┌──

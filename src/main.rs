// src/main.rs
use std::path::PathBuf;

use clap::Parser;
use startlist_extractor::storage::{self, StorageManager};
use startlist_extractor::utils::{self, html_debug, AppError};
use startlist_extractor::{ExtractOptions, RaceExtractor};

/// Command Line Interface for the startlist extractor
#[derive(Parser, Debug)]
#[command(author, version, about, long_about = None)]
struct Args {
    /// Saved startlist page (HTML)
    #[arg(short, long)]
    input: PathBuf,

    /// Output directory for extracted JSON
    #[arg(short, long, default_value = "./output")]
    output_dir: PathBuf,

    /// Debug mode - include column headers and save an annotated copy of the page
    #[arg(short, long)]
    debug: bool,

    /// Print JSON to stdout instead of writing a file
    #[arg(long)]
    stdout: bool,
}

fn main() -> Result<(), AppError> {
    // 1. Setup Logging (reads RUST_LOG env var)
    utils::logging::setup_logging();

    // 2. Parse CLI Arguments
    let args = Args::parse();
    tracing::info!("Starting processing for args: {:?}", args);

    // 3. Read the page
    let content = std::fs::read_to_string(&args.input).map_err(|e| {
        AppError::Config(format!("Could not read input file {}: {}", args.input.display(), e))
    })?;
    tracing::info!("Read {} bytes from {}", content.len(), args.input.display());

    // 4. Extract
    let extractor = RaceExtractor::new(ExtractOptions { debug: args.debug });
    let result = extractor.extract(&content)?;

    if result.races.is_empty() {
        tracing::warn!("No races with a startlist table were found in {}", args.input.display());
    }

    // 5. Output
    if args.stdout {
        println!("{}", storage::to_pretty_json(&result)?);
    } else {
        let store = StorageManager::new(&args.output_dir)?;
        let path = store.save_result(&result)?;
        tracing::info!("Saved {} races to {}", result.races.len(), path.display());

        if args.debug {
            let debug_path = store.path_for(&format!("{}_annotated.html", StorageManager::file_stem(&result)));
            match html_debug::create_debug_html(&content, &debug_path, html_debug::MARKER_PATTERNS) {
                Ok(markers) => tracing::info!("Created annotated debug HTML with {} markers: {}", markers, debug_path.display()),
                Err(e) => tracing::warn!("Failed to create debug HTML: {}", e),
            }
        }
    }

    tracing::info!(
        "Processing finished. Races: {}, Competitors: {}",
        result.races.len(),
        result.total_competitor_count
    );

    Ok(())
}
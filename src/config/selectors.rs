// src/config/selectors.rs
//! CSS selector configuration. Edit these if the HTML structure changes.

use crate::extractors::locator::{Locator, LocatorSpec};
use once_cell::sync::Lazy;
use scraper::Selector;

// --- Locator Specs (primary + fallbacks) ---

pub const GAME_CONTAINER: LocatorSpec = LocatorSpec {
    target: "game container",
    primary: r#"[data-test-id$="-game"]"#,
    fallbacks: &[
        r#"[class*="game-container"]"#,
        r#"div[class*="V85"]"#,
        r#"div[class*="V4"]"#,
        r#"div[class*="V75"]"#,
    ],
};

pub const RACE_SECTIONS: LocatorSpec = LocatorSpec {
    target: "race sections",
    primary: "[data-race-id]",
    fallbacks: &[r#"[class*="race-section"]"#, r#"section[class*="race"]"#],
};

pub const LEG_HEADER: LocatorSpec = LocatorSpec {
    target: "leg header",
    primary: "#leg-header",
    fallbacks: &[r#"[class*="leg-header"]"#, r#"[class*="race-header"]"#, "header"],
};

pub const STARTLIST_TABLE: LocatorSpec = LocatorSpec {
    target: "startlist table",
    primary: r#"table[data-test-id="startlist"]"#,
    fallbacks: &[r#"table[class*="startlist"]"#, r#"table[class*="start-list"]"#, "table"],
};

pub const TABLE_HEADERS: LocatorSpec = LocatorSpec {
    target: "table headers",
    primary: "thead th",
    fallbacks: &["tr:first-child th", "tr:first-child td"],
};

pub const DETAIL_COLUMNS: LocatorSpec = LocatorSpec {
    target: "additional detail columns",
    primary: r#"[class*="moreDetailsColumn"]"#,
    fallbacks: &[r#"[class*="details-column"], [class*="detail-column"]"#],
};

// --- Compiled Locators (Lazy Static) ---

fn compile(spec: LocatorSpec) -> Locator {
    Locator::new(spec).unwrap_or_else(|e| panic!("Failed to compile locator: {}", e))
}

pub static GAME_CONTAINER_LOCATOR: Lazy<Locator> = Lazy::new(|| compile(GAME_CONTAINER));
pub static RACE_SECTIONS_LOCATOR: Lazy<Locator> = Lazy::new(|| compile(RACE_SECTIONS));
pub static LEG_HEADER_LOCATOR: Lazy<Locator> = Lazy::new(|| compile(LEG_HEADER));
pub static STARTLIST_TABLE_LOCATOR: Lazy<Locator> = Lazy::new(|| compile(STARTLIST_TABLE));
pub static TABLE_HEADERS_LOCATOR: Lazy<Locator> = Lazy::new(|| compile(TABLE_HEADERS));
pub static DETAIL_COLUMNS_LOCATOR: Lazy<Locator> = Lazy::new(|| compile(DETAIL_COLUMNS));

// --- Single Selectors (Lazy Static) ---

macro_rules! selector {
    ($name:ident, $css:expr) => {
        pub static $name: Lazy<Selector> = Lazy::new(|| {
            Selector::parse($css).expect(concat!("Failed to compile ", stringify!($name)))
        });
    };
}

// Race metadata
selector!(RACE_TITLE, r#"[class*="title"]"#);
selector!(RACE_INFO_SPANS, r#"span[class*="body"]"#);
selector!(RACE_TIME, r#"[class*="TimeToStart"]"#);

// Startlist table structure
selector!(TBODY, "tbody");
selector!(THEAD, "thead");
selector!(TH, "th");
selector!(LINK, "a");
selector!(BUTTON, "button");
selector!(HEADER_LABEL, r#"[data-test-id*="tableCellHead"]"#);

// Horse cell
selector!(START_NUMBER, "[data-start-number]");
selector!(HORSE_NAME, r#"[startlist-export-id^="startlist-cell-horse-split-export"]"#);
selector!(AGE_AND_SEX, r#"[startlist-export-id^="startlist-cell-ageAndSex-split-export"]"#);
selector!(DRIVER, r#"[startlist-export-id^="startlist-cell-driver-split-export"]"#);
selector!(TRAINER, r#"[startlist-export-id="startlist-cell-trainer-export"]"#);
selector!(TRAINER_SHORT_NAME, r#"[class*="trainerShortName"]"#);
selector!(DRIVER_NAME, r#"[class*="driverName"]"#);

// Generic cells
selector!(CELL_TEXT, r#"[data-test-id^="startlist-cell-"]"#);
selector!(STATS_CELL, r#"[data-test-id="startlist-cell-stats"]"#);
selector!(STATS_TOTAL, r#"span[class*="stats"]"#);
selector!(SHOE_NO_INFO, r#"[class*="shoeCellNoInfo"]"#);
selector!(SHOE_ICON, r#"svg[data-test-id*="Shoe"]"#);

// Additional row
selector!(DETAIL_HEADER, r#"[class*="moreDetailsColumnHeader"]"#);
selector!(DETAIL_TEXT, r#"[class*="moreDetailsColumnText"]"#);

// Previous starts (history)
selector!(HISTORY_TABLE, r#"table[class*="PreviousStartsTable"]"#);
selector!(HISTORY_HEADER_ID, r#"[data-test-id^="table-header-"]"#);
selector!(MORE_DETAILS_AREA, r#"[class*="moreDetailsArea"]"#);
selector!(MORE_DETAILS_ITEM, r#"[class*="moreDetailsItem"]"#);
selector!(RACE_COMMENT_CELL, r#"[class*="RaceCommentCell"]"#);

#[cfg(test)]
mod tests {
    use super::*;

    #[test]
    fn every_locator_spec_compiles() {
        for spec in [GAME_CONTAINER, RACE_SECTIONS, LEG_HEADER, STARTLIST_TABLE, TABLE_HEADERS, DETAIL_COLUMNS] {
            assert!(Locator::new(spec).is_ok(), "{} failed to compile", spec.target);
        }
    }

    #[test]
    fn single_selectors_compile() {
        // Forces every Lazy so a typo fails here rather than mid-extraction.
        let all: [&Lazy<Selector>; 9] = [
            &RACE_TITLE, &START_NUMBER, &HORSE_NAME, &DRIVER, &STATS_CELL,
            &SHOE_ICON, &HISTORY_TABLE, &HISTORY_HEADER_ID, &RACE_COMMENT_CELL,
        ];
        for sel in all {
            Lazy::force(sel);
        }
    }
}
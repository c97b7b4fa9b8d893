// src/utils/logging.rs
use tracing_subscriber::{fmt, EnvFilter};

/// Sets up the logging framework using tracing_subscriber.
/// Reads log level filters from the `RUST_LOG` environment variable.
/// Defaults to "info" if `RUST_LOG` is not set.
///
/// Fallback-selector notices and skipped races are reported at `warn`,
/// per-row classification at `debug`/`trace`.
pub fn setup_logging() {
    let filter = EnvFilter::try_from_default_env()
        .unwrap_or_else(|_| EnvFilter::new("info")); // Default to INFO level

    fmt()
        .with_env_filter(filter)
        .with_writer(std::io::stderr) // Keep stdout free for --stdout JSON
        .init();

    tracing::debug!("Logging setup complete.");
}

└──

WHAT TO DO | Repeat the entries above verbatim, but only from the line that has "of the page" down to the line that has "let path = store.save_result(&result)?;", inclusive.

EXERCISE OUTPUT |
    /// Debug mode - include column headers and save an annotated copy of the page
    #[arg(short, long)]
    debug: bool,

    /// Print JSON to stdout instead of writing a file
    #[arg(long)]
    stdout: bool,
}

fn main() -> Result<(), AppError> {
    // 1. Setup Logging (reads RUST_LOG env var)
    utils::logging::setup_logging();

    // 2. Parse CLI Arguments
    let args = Args::parse();
    tracing::info!("Starting processing for args: {:?}", args);

    // 3. Read the page
    let content = std::fs::read_to_string(&args.input).map_err(|e| {
        AppError::Config(format!("Could not read input file {}: {}", args.input.display(), e))
    })?;
    tracing::info!("Read {} bytes from {}", content.len(), args.input.display());

    // 4. Extract
    let extractor = RaceExtractor::new(ExtractOptions { debug: args.debug });
    let result = extractor.extract(&content)?;

    if result.races.is_empty() {
        tracing::warn!("No races with a startlist table were found in {}", args.input.display());
    }

    // 5. Output
    if args.stdout {
        println!("{}", storage::to_pretty_json(&result)?);
    } else {
        let store = StorageManager::new(&args.output_dir)?;
        let path = store.save_result(&result)?;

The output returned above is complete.